Superior Tribunal de Justiça

Acórdão

Relator(a)
Ministra Maria Thereza de Assis Moura
Órgão julgador
Sexta Turma
Data do julgamento
09/02/2010
Data de publicação
08/03/2010

STJ – Acórdão, Rel. Ministra Maria Thereza de Assis Moura, Sexta Turma, j. 09/02/2010, p. 08/03/2010

Ementa

HABEAS CORPUS. RAZÕES DE APELAÇÃO. RÉU PATROCINADO POR ADVOGADO PÚBLICO. INDICAÇÃO DE DEFENSORA DATIVA COM O FIM DE OFERTAR AS RAZÕES DO RECURSO. PARTICULARIDADES. CIRCUNSTÂNCIAS QUE LEVAM A NÃO RECONHECER O DIREITO DE MANTER A DEFESA EM MÃOS DE DEFENSOR PÚBLICO. INEXISTÊNCIA DE PREJUÍZO. A defesa em mãos da Defensoria Pública, assim como a defesa dativa, conforme indicação do Juízo, decorrem de uma mesma exigência constitucional segundo a qual não se é possível, em processo criminal, o andamento da causa sem o devido acompanhamento e labor de profissional habilitado.

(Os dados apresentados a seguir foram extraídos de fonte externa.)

use std::future::Future;
use std::pin::Pin;

use thiserror::Error;

use super::tuner_settings::TunerSettings;

pub type BoxFuture<'a, T> = Pin<Box<dyn Future<Output = T> + Send + 'a>>;

#[derive(Debug, Error)]
pub enum SettingsError {
    #[error("IO error: {0}")]
    IoError(#[from] std::io::Error),

    #[error("Serialization error: {0}")]
    SerializationError(#[from] serde_json::Error),

    #[error("Path error: {0}")]
    PathError(String),
}

pub type SettingsResult<T> = Result<T, SettingsError>;

pub trait SettingsRepository: Send + Sync + 'static {
    /// Load settings, falling back to defaults when nothing is stored yet
    fn load(&self) -> BoxFuture<'static, SettingsResult<TunerSettings>>;

    /// Save settings to storage
    fn save(&self, settings: TunerSettings) -> BoxFuture<'static, SettingsResult<()>>;
}
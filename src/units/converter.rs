use crate::units::formatter::{format_fixed, DISPLAY_DECIMALS, UNPARSED_RESULT};
use crate::units::prefix::parse_leading_float;
use crate::units::table::LengthUnit;
use std::fmt;

/// Convert a raw user-entered value between two length units
///
/// The input goes through leading-prefix parsing, so `"12.5abc"` counts as
/// 12.5. Input with no numeric prefix yields `"0"`; this function never fails.
/// The result always carries four fractional digits (see [`format_fixed`]).
pub fn convert(raw_value: &str, from: LengthUnit, to: LengthUnit) -> String {
    ConversionRequest::new(raw_value, from, to).run().into_string()
}

/// Pivot a quantity through Metre: `value / factor(from) * factor(to)`
///
/// Same-unit conversions return `value` untouched.
pub fn convert_value(value: f64, from: LengthUnit, to: LengthUnit) -> f64 {
    if from == to {
        return value;
    }
    let in_base = value / from.factor();
    in_base * to.factor()
}

/// A single conversion as requested by the form
#[derive(Debug, Clone, PartialEq)]
pub struct ConversionRequest<'a> {
    pub raw_value: &'a str,
    pub from: LengthUnit,
    pub to: LengthUnit,
}

impl<'a> ConversionRequest<'a> {
    pub fn new(raw_value: &'a str, from: LengthUnit, to: LengthUnit) -> Self {
        Self {
            raw_value,
            from,
            to,
        }
    }

    pub fn run(&self) -> ConversionResult {
        match parse_leading_float(self.raw_value) {
            Some(value) => {
                let output = convert_value(value, self.from, self.to);
                ConversionResult::Converted(format_fixed(output, DISPLAY_DECIMALS))
            }
            None => ConversionResult::Unparsed,
        }
    }
}

/// Outcome of a conversion, ready for display
#[derive(Debug, Clone, PartialEq, Eq)]
pub enum ConversionResult {
    /// Value formatted with four fractional digits
    Converted(String),
    /// Input had no numeric prefix; displays as "0"
    Unparsed,
}

impl ConversionResult {
    pub fn as_str(&self) -> &str {
        match self {
            ConversionResult::Converted(text) => text,
            ConversionResult::Unparsed => UNPARSED_RESULT,
        }
    }

    pub fn into_string(self) -> String {
        match self {
            ConversionResult::Converted(text) => text,
            ConversionResult::Unparsed => UNPARSED_RESULT.to_string(),
        }
    }

    pub fn is_unparsed(&self) -> bool {
        matches!(self, ConversionResult::Unparsed)
    }
}

impl fmt::Display for ConversionResult {
    fn fmt(&self, f: &mut fmt::Formatter<'_>) -> fmt::Result {
        f.write_str(self.as_str())
    }
}

#[cfg(test)]
mod tests {
    use super::*;
    use approx::assert_relative_eq;
    use LengthUnit::*;

    #[test]
    fn test_known_conversions() {
        assert_eq!(convert("1", Metre, Foot), "3.2808");
        assert_eq!(convert("1", Mile, Metre), "1609.3445");
        assert_eq!(convert("1000", Millimetre, Metre), "1.0000");
        assert_eq!(convert("1", Metre, Millimetre), "1000.0000");
        assert_eq!(convert("5280", Foot, Mile), "1.0000");
    }

    #[test]
    fn test_unparsed_input_shows_zero() {
        assert_eq!(convert("abc", Metre, Foot), "0");
        assert_eq!(convert("", Metre, Foot), "0");
        assert_eq!(convert("—", Mile, Foot), "0");
        assert_eq!(convert(".", Foot, Metre), "0");
    }

    #[test]
    fn test_leading_prefix_input() {
        assert_eq!(convert("12.5abc", Metre, Metre), "12.5000");
        assert_eq!(convert("  2 metres", Metre, Millimetre), "2000.0000");
        assert_eq!(convert("-1", Metre, Foot), "-3.2808");
    }

    #[test]
    fn test_infinite_input() {
        assert_eq!(convert("Infinity", Metre, Foot), "Infinity");
        assert_eq!(convert("-1e400", Foot, Metre), "-Infinity");
        assert_eq!(convert("1e308", Mile, Millimetre), "Infinity");
    }

    #[test]
    fn test_convert_value_pivots_through_metre() {
        assert_relative_eq!(convert_value(1.0, Mile, Metre), 1.0 / 0.000621371);
        assert_relative_eq!(convert_value(3.28084, Foot, Metre), 1.0);
        assert_relative_eq!(convert_value(1.0, Mile, Foot), 3.28084 / 0.000621371);
    }

    #[test]
    fn test_same_unit_skips_pivot() {
        // Through Metre this would drift to 0.00045000000000000004 and round up
        assert_ne!(0.00045 / 3.28084 * 3.28084, 0.00045);
        assert_eq!(convert_value(0.00045, Foot, Foot), 0.00045);
        assert_eq!(convert("0.00045", Foot, Foot), "0.0004");
        assert_eq!(convert("0.00045", Foot, Metre), "0.0001");
    }

    #[test]
    fn test_request_result() {
        let result = ConversionRequest::new("1", Metre, Foot).run();
        assert_eq!(result, ConversionResult::Converted("3.2808".to_string()));
        assert!(!result.is_unparsed());
        assert_eq!(result.to_string(), "3.2808");

        let result = ConversionRequest::new("x", Metre, Foot).run();
        assert!(result.is_unparsed());
        assert_eq!(result.as_str(), "0");
        assert_eq!(result.into_string(), "0");
    }
}
use thiserror::Error;

#[derive(Error, Debug, Clone, PartialEq, Eq)]
pub enum UnitError {
    #[error("Unknown unit: '{0}' (expected one of Metre, Millimetre, Mile, Foot)")]
    UnknownUnit(String),
}
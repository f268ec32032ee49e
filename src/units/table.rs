use crate::units::error::UnitError;
use serde::{Deserialize, Serialize};
use std::fmt;
use std::str::FromStr;

/// The closed set of length units the converter understands
#[derive(Debug, Clone, Copy, PartialEq, Eq, Hash, Serialize, Deserialize)]
#[serde(try_from = "String", into = "String")]
pub enum LengthUnit {
    Metre,
    Millimetre,
    Mile,
    Foot,
}

impl LengthUnit {
    /// All units in picker order
    pub const ALL: [LengthUnit; 4] = [
        LengthUnit::Metre,
        LengthUnit::Millimetre,
        LengthUnit::Mile,
        LengthUnit::Foot,
    ];

    /// The pivot unit every factor is expressed against
    pub const BASE: LengthUnit = LengthUnit::Metre;

    pub fn name(self) -> &'static str {
        match self {
            LengthUnit::Metre => "Metre",
            LengthUnit::Millimetre => "Millimetre",
            LengthUnit::Mile => "Mile",
            LengthUnit::Foot => "Foot",
        }
    }

    pub fn symbol(self) -> &'static str {
        match self {
            LengthUnit::Metre => "m",
            LengthUnit::Millimetre => "mm",
            LengthUnit::Mile => "mi",
            LengthUnit::Foot => "ft",
        }
    }

    /// How many of this unit make one Metre
    pub fn factor(self) -> f64 {
        UNIT_TABLE.factor(self)
    }
}

impl fmt::Display for LengthUnit {
    fn fmt(&self, f: &mut fmt::Formatter<'_>) -> fmt::Result {
        f.write_str(self.name())
    }
}

impl FromStr for LengthUnit {
    type Err = UnitError;

    /// Accepts canonical names in any case and the short symbols
    fn from_str(s: &str) -> Result<Self, Self::Err> {
        let trimmed = s.trim();
        LengthUnit::ALL
            .iter()
            .copied()
            .find(|unit| {
                unit.name().eq_ignore_ascii_case(trimmed) || unit.symbol() == trimmed
            })
            .ok_or_else(|| UnitError::UnknownUnit(s.to_string()))
    }
}

impl TryFrom<String> for LengthUnit {
    type Error = UnitError;

    fn try_from(value: String) -> Result<Self, Self::Error> {
        value.parse()
    }
}

impl From<LengthUnit> for String {
    fn from(unit: LengthUnit) -> Self {
        unit.name().to_string()
    }
}

/// Fixed mapping of unit to its factor relative to one Metre
#[derive(Debug, Clone, Copy, PartialEq)]
pub struct UnitTable {
    entries: [(LengthUnit, f64); 4],
}

/// The process-wide conversion table
pub static UNIT_TABLE: UnitTable = UnitTable::standard();

impl UnitTable {
    pub const fn standard() -> Self {
        Self {
            entries: [
                (LengthUnit::Metre, 1.0),
                (LengthUnit::Millimetre, 1000.0),
                (LengthUnit::Mile, 0.000621371),
                (LengthUnit::Foot, 3.28084),
            ],
        }
    }

    pub fn factor(&self, unit: LengthUnit) -> f64 {
        // Entries are laid out in declaration order of LengthUnit
        self.entries[unit as usize].1
    }

    pub fn entries(&self) -> impl Iterator<Item = (LengthUnit, f64)> + '_ {
        self.entries.iter().copied()
    }

    pub fn len(&self) -> usize {
        self.entries.len()
    }

    pub fn is_empty(&self) -> bool {
        self.entries.is_empty()
    }
}
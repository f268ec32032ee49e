// Style tokens for the converter form
// One presentation layer, parameterized by a Theme, replaces per-look copies of the screen

pub mod color;
pub mod error;

pub use color::Color;
pub use error::ThemeError;

use serde::{Deserialize, Serialize};

#[derive(Debug, Clone, PartialEq, Serialize, Deserialize)]
#[serde(deny_unknown_fields)]
pub struct Theme {
    pub name: String,
    pub palette: Palette,
    /// Corner radius in points; 0 means square corners
    pub radius: u16,
    pub spacing: Spacing,
    pub font: FontSizes,
    pub button: ButtonStyle,
}

#[derive(Debug, Clone, PartialEq, Serialize, Deserialize)]
#[serde(deny_unknown_fields)]
pub struct Palette {
    pub background: Color,
    pub title: Color,
    pub text: Color,
    pub placeholder: Color,
    pub border: Color,
    pub input_background: Color,
    pub picker_background: Color,
    pub accent: Color,
    pub button_text: Color,
    pub result: Color,
}

/// Spacing in points
#[derive(Debug, Clone, PartialEq, Serialize, Deserialize)]
#[serde(deny_unknown_fields)]
pub struct Spacing {
    /// Padding around the whole form
    pub padding: u16,
    /// Vertical gap between rows
    pub gap: u16,
    /// Padding inside the text input
    pub input_padding: u16,
}

#[derive(Debug, Clone, PartialEq, Serialize, Deserialize)]
#[serde(deny_unknown_fields)]
pub struct FontSizes {
    pub title: u16,
    pub input: u16,
    pub arrow: u16,
    pub result: u16,
}

#[derive(Debug, Clone, Copy, PartialEq, Eq, Serialize, Deserialize)]
#[serde(rename_all = "lowercase")]
pub enum ButtonStyle {
    /// Accent-colored block with contrasting label
    Filled,
    /// Accent-colored label inside an accent border
    Outlined,
}

const PRESET_NAMES: [&str; 2] = ["classic", "rounded"];

impl Theme {
    /// Light palette, small radius and a filled button
    pub fn classic() -> Self {
        Self {
            name: "classic".to_string(),
            palette: Palette {
                background: Color::hex(0xf0f4f8),
                title: Color::hex(0x333333),
                text: Color::hex(0x333333),
                placeholder: Color::hex(0x888888),
                border: Color::hex(0xcccccc),
                input_background: Color::hex(0xffffff),
                picker_background: Color::hex(0xffffff),
                accent: Color::hex(0x007bff),
                button_text: Color::hex(0xffffff),
                result: Color::hex(0x007bff),
            },
            radius: 5,
            spacing: Spacing {
                padding: 20,
                gap: 20,
                input_padding: 10,
            },
            font: FontSizes {
                title: 28,
                input: 18,
                arrow: 30,
                result: 28,
            },
            button: ButtonStyle::Filled,
        }
    }

    /// Softer palette, generous radius and an outlined button
    pub fn rounded() -> Self {
        Self {
            name: "rounded".to_string(),
            palette: Palette {
                background: Color::hex(0xffffff),
                title: Color::hex(0x1a237e),
                text: Color::hex(0x37474f),
                placeholder: Color::hex(0x9e9e9e),
                border: Color::hex(0x90caf9),
                input_background: Color::hex(0xf5f9ff),
                picker_background: Color::hex(0xe3f2fd),
                accent: Color::hex(0x1e88e5),
                button_text: Color::hex(0x1e88e5),
                result: Color::hex(0x43a047),
            },
            radius: 12,
            spacing: Spacing {
                padding: 24,
                gap: 16,
                input_padding: 12,
            },
            font: FontSizes {
                title: 26,
                input: 18,
                arrow: 26,
                result: 30,
            },
            button: ButtonStyle::Outlined,
        }
    }

    pub fn preset_names() -> &'static [&'static str] {
        &PRESET_NAMES
    }

    pub fn preset(name: &str) -> Result<Self, ThemeError> {
        match name.trim().to_ascii_lowercase().as_str() {
            "classic" => Ok(Self::classic()),
            "rounded" => Ok(Self::rounded()),
            _ => Err(ThemeError::UnknownTheme {
                name: name.to_string(),
                available: PRESET_NAMES.join(", "),
            }),
        }
    }

    /// Apply a partial theme (any subset of fields, nested tables merge)
    pub fn with_overrides(&self, overrides: &toml::Table) -> Result<Self, ThemeError> {
        if overrides.is_empty() {
            return Ok(self.clone());
        }

        let mut base = match toml::Value::try_from(self) {
            Ok(toml::Value::Table(table)) => table,
            Ok(other) => {
                return Err(ThemeError::InvalidOverride(format!(
                    "theme serialized to {} instead of a table",
                    other.type_str()
                )))
            }
            Err(e) => return Err(ThemeError::InvalidOverride(e.to_string())),
        };
        merge_tables(&mut base, overrides);

        toml::Value::Table(base)
            .try_into::<Theme>()
            .map_err(|e: toml::de::Error| ThemeError::InvalidOverride(e.to_string()))
    }

    pub fn to_json(&self) -> Result<String, serde_json::Error> {
        serde_json::to_string(self)
    }
}

impl Default for Theme {
    fn default() -> Self {
        Self::classic()
    }
}

fn merge_tables(base: &mut toml::Table, overrides: &toml::Table) {
    for (key, value) in overrides {
        match (base.get_mut(key), value) {
            (Some(toml::Value::Table(existing)), toml::Value::Table(patch)) => {
                merge_tables(existing, patch);
            }
            _ => {
                base.insert(key.clone(), value.clone());
            }
        }
    }
}
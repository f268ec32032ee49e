/// Fractional digits shown for every converted value
pub const DISPLAY_DECIMALS: usize = 4;

/// What the converter shows when the input does not start with a number
pub const UNPARSED_RESULT: &str = "0";

/// Format `value` in fixed notation with exactly `digits` fractional digits
///
/// Digits come from the exact binary value of the float. When that value lies
/// exactly halfway between two candidates the one further from zero wins, so
/// `0.03125` becomes `"0.0313"` and `-0.03125` becomes `"-0.0313"`.
///
/// Negative zero prints without a sign. Negative values that round to zero
/// keep theirs (`-0.00001` is `"-0.0000"`). Infinities print as `Infinity`
/// and `-Infinity`.
pub fn format_fixed(value: f64, digits: usize) -> String {
    if value.is_nan() {
        return "NaN".to_string();
    }
    if value.is_infinite() {
        return if value > 0.0 { "Infinity" } else { "-Infinity" }.to_string();
    }

    let negative = value < 0.0;
    let magnitude = value.abs();

    let body = if is_halfway(magnitude, digits) {
        round_tie_up(magnitude, digits)
    } else {
        format!("{:.*}", digits, magnitude)
    };

    if negative {
        format!("-{}", body)
    } else {
        body
    }
}

/// True when `magnitude` sits exactly between two values with `digits` decimals
///
/// A tie needs an exact decimal expansion of `digits + 1` places ending in 5,
/// which for a binary float means its denominator is exactly 2^(digits + 1).
fn is_halfway(magnitude: f64, digits: usize) -> bool {
    // Past 2^53 every float is an integer
    if magnitude >= 9_007_199_254_740_992.0 || digits > 30 {
        return false;
    }
    let exp = digits as i32;
    let fine = magnitude * 2f64.powi(exp + 1);
    let coarse = magnitude * 2f64.powi(exp);
    fine.fract() == 0.0 && coarse.fract() != 0.0
}

fn round_tie_up(magnitude: f64, digits: usize) -> String {
    // Exact: the expansion has precisely digits + 1 places
    let mut text = format!("{:.*}", digits + 1, magnitude);
    text.pop();
    if text.ends_with('.') {
        text.pop();
    }
    increment_last_digit(&text)
}

/// Add one unit in the last place of a plain decimal string
fn increment_last_digit(text: &str) -> String {
    let mut bytes = text.as_bytes().to_vec();
    let mut carry = true;
    for byte in bytes.iter_mut().rev() {
        if *byte == b'.' {
            continue;
        }
        if *byte == b'9' {
            *byte = b'0';
        } else {
            *byte += 1;
            carry = false;
            break;
        }
    }
    if carry {
        bytes.insert(0, b'1');
    }
    String::from_utf8(bytes).unwrap_or_else(|_| text.to_string())
}
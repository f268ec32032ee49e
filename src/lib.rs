pub mod config;
pub mod form;
pub mod render;
pub mod theme;
pub mod units;

#[cfg(target_arch = "wasm32")]
pub mod wasm;

pub use units::{convert, LengthUnit};
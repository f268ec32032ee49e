use crate::theme::error::ThemeError;
use serde::{Deserialize, Serialize};
use std::fmt;
use std::str::FromStr;

/// 24-bit color token, written as `#rrggbb` (or shorthand `#rgb`)
#[derive(Debug, Clone, Copy, PartialEq, Eq, Serialize, Deserialize)]
#[serde(try_from = "String", into = "String")]
pub struct Color {
    pub r: u8,
    pub g: u8,
    pub b: u8,
}

impl Color {
    pub const fn rgb(r: u8, g: u8, b: u8) -> Self {
        Self { r, g, b }
    }

    /// Compile-time constructor for `0xrrggbb` literals
    pub const fn hex(value: u32) -> Self {
        Self {
            r: ((value >> 16) & 0xff) as u8,
            g: ((value >> 8) & 0xff) as u8,
            b: (value & 0xff) as u8,
        }
    }
}

impl FromStr for Color {
    type Err = ThemeError;

    fn from_str(s: &str) -> Result<Self, Self::Err> {
        let invalid = || ThemeError::InvalidColor(s.to_string());
        let digits = s.trim().strip_prefix('#').ok_or_else(invalid)?;
        if !digits.chars().all(|c| c.is_ascii_hexdigit()) {
            return Err(invalid());
        }

        let channel = |text: &str| u8::from_str_radix(text, 16).map_err(|_| invalid());
        match digits.len() {
            3 => {
                // #abc is shorthand for #aabbcc
                let expanded: String = digits.chars().flat_map(|c| [c, c]).collect();
                Ok(Self::rgb(
                    channel(&expanded[0..2])?,
                    channel(&expanded[2..4])?,
                    channel(&expanded[4..6])?,
                ))
            }
            6 => Ok(Self::rgb(
                channel(&digits[0..2])?,
                channel(&digits[2..4])?,
                channel(&digits[4..6])?,
            )),
            _ => Err(invalid()),
        }
    }
}

impl TryFrom<String> for Color {
    type Error = ThemeError;

    fn try_from(value: String) -> Result<Self, Self::Error> {
        value.parse()
    }
}

impl From<Color> for String {
    fn from(color: Color) -> Self {
        color.to_string()
    }
}

impl fmt::Display for Color {
    fn fmt(&self, f: &mut fmt::Formatter<'_>) -> fmt::Result {
        write!(f, "#{:02x}{:02x}{:02x}", self.r, self.g, self.b)
    }
}
use lazy_static::lazy_static;
use regex::Regex;

lazy_static! {
    /// Longest leading decimal literal
    /// Matches: optional sign, then "Infinity" or digits with optional fraction and exponent
    /// Examples: "12.5abc" -> "12.5", "-.5" -> "-.5", "1e3m" -> "1e3", "1e" -> "1"
    static ref NUMERIC_PREFIX: Regex = Regex::new(
        r"^[+-]?(?:Infinity|(?:[0-9]+(?:\.[0-9]*)?|\.[0-9]+)(?:[eE][+-]?[0-9]+)?)"
    )
    .unwrap();
}

/// Whitespace skipped before a number: space separators (Zs), line
/// terminators, TAB, VT, FF and the byte order mark. NEL (U+0085) is not included.
fn is_leading_whitespace(c: char) -> bool {
    matches!(
        c,
        '\t' | '\n'
            | '\u{b}'
            | '\u{c}'
            | '\r'
            | ' '
            | '\u{a0}'
            | '\u{1680}'
            | '\u{2000}'..='\u{200a}'
            | '\u{2028}'
            | '\u{2029}'
            | '\u{202f}'
            | '\u{205f}'
            | '\u{3000}'
            | '\u{feff}'
    )
}

/// Return the leading numeric literal of `s`, skipping leading whitespace
pub fn numeric_prefix(s: &str) -> Option<&str> {
    let trimmed = s.trim_start_matches(is_leading_whitespace);
    NUMERIC_PREFIX.find(trimmed).map(|m| m.as_str())
}

/// Parse the leading numeric prefix of `s` as a float
///
/// Trailing garbage is ignored ("12.5abc" is 12.5). Returns `None` when the
/// string does not start with a number, which is the only failure mode.
pub fn parse_leading_float(s: &str) -> Option<f64> {
    numeric_prefix(s).and_then(|literal| literal.parse::<f64>().ok())
}

#[cfg(test)]
mod tests {
    use super::*;

    #[test]
    fn test_numeric_prefix_detection() {
        assert_eq!(numeric_prefix("12.5abc"), Some("12.5"));
        assert_eq!(numeric_prefix("  42 ft"), Some("42"));
        assert_eq!(numeric_prefix("-.5"), Some("-.5"));
        assert_eq!(numeric_prefix("+3."), Some("+3."));
        assert_eq!(numeric_prefix("1e3m"), Some("1e3"));
        assert_eq!(numeric_prefix("1E-2"), Some("1E-2"));
        assert_eq!(numeric_prefix("1e"), Some("1"));
        assert_eq!(numeric_prefix("1e+"), Some("1"));
        assert_eq!(numeric_prefix("0x10"), Some("0"));
        assert_eq!(numeric_prefix("-Infinity and beyond"), Some("-Infinity"));

        assert_eq!(numeric_prefix(""), None);
        assert_eq!(numeric_prefix("abc"), None);
        assert_eq!(numeric_prefix("."), None);
        assert_eq!(numeric_prefix("-"), None);
        assert_eq!(numeric_prefix("—"), None);
        assert_eq!(numeric_prefix("e5"), None);
        assert_eq!(numeric_prefix("infinity"), None);
    }

    #[test]
    fn test_parse_leading_float() {
        assert_eq!(parse_leading_float("12.5abc"), Some(12.5));
        assert_eq!(parse_leading_float("\n\t 7"), Some(7.0));
        assert_eq!(parse_leading_float("\u{feff}3"), Some(3.0));
        assert_eq!(parse_leading_float("-.25"), Some(-0.25));
        assert_eq!(parse_leading_float("5."), Some(5.0));
        assert_eq!(parse_leading_float("2e3"), Some(2000.0));
        assert_eq!(parse_leading_float("1e400"), Some(f64::INFINITY));
        assert_eq!(parse_leading_float("Infinity"), Some(f64::INFINITY));
        assert_eq!(parse_leading_float("-Infinity"), Some(f64::NEG_INFINITY));

        assert_eq!(parse_leading_float(""), None);
        assert_eq!(parse_leading_float("   "), None);
        assert_eq!(parse_leading_float("NaN"), None);
        assert_eq!(parse_leading_float("abc"), None);
    }

    #[test]
    fn test_leading_whitespace_set() {
        for ws in ["\u{b}", "\u{c}", "\u{a0}", "\u{1680}", "\u{2003}", "\u{2028}", "\u{3000}"] {
            assert_eq!(parse_leading_float(&format!("{}5", ws)), Some(5.0), "{:?}", ws);
        }
        // NEL and zero width space are not whitespace here
        assert_eq!(parse_leading_float("\u{85}5"), None);
        assert_eq!(parse_leading_float("\u{200b}5"), None);
    }

    #[test]
    fn test_non_ascii_digits_are_rejected() {
        // Arabic-Indic digits are not decimal literals
        assert_eq!(parse_leading_float("١٢"), None);
    }
}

Diante de circunstâncias do caso concreto, sem ouvir o réu, pode o Juiz indicar defensor para assumir, separado ou em conjunto, o múnus defensivo, mesmo que a causa seja patrocinada por advogado público, o que não é permitido, à revelia do réu, no caso de patrono constituído por este em momento oportuno. DEFENSOR DATIVO. INTIMAÇÃO PESSOAL DA PAUTA DE JULGAMENTO. INEXISTÊNCIA. NULIDADE. CERCEAMENTE DE DEFESA. A intima pessoal do defensor dativo é exigência legal que gera nulidade caso não realizada a tempo. Na hipótese, uma vez indicada a defesa dativa em nome de profissional indicado e constante o patrocínio dos assentamentos do processo no decorrer do seu andamento em segundo grau de jurisdição, era se esperar que a advogada nomeada fosse intimada pessoalmente da pauta de julgamento da apelação e dos demais atos subsequentes, razão por que se reconhece a nulidade do acórdão dali decorrente. Ordem concedida em parte para anular o julgamento da apelação e permitir que outro seja realizado com a regular intimação da defesa. (HC n. 82.032/CE, relatora Ministra Maria Thereza de Assis Moura, Sexta Turma, julgado em 9/2/2010, DJe de 8/3/2010.)